Subjects had to refrain from smoking, heavy exercise, and drinking alcohol or caffeinated beverages for at least 3 h prior to the examination. After subjects had rested in the supine position for at least 15 min, trained observers (n = 4) measured blood pressure and subsequently did the arterial measurements. The observers performed two consecutive brachial blood pressure readings to the nearest 2 mmHg at the subjects’ right arm by auscultation of the Korotkoff sounds, using a standard mercury sphygmomanometer (Riester GmbH, Jungingen, Germany), according to current European guidelines.¹⁸ The two readings were averaged for analysis. Pulse pressure was systolic minus diastolic blood pressure. Mean arterial pressure was diastolic pressure plus one third of pulse pressure. Hypertension was a brachial blood pressure of at least 140 mmHg systolic or 90 mmHg diastolic or use of antihypertensive drugs.

During an 8-s period, the observers recorded the radial arterial waveform at the dominant arm by applanation tonometry.

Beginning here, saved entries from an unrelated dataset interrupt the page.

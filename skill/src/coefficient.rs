use crate::bands::EloBand;

/// Widens every band's decay relative to its nominal scale.
const SCALE_STRETCH: f64 = 1.2;

/// Standard logistic, rising from 0 to 1.
#[inline]
pub(crate) fn logistic(x: f64) -> f64 {
    1.0 / (1.0 + (-x).exp())
}

/// The band's own falling sigmoid, 0.5 at the band floor.
#[inline]
fn band_decay(rating: i32, band: EloBand) -> f64 {
    let x = (rating - band.floor()) as f64 / (band.coefficient_scale() * SCALE_STRETCH);
    logistic(-x)
}

/// How much of the tier's error range a rating receives, in `(0, 1]`.
///
/// Each band decays along its own sigmoid. Bands after the first are anchored to
/// the value reached at their floor, so the curve is continuous and never rises
/// with rating.
pub fn error_coefficient(rating: i32) -> f64 {
    let band = EloBand::classify(rating);
    let decay = band_decay(rating, band);
    if band.is_first() {
        return decay;
    }
    // band_decay is 0.5 at the floor; doubling it there reproduces the anchor
    error_coefficient(band.floor()) * 2.0 * decay
}

/// Ply at which the opening (or the middlegame) ends for a given rating,
/// growing in steps of 200 points and clamped to `[10, 75]`.
pub fn dynamic_phase_limit(rating: i32, is_opening: bool) -> i32 {
    let steps = (rating - 1400) / 200;
    let limit = if is_opening {
        10 + steps * 5
    } else {
        30 + steps * 10
    };
    limit.clamp(10, 75)
}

They used a high-fidelity SPC-301 micromanometer (Millar Instruments, Inc., Houston, TX) interfaced with a laptop computer running the SphygmoCor software (AtCor Medical Pty. Ltd., West Ryde, New South Wales, Australia), version 8.2. Recordings were discarded if systolic or diastolic variability of consecutive waveforms exceeded 5%, or the amplitude of the pulse wave signal was less than 80 mV. The carotid pulse wave was calibrated by mean arterial pressure and diastolic blood pressure of supine brachial blood pressure measurement at the same arm.¹⁹ From the carotid signal, the SphygmoCor software calculates the aortic pulse wave by means of a validated^20,21 generalized transfer function.

Retinal phenotypes

To facilitate pupil dilation, retinal imaging took place in a dimly lit room, after participants had accommodated to the darkness for at least 5 min. An observer obtained one image per eye with a Canon Cr-DGi (Canon Co., Ltd., Kyoto, Japan) non-mydriatic retinal visualization system, combined with a digital camera (Canon D-50, Canon Co., Ltd., Kyoto, Japan). After format conversion from JPEG to TIFF images using Phatch (http://photobatch.stani.be/), one single observer (Y-P L), masked to the participants’ characteristics, identified individual arterioles and venules in duplicate, using a validated computer-assisted program IVAN (Vasculomatic ala Nicola, version 1.1, Department of Ophthalmology and Visual Science, University of Wisconsin-Madison, Madison, WI).²² This software combines the individual measurements into summary indexes: CRAE and CRVE, based on formulae published by Parr^10,11 and Hubbard.²³ The arteriole-to-venule ratio (AVR) was CRAE divided by CRVE. The intra-session intra-observer variability for CRAE and CRVE was 13.2% and 8.4%, respectively.²⁴

Other measurements

At each visit, trained nurses measured the subjects’ anthropometric characteristics. They administered a questionnaire to collect information about each participant’s medical history, smoking and drinking habits, and intake of medications. Body height was measured to the nearest 0.5 cm with a pliable measurer and the participant standing against a wall. Participants wore light indoor clothing without shoes for body weight measurement. Body mass index was weight in kilograms divided by the square of height in meters.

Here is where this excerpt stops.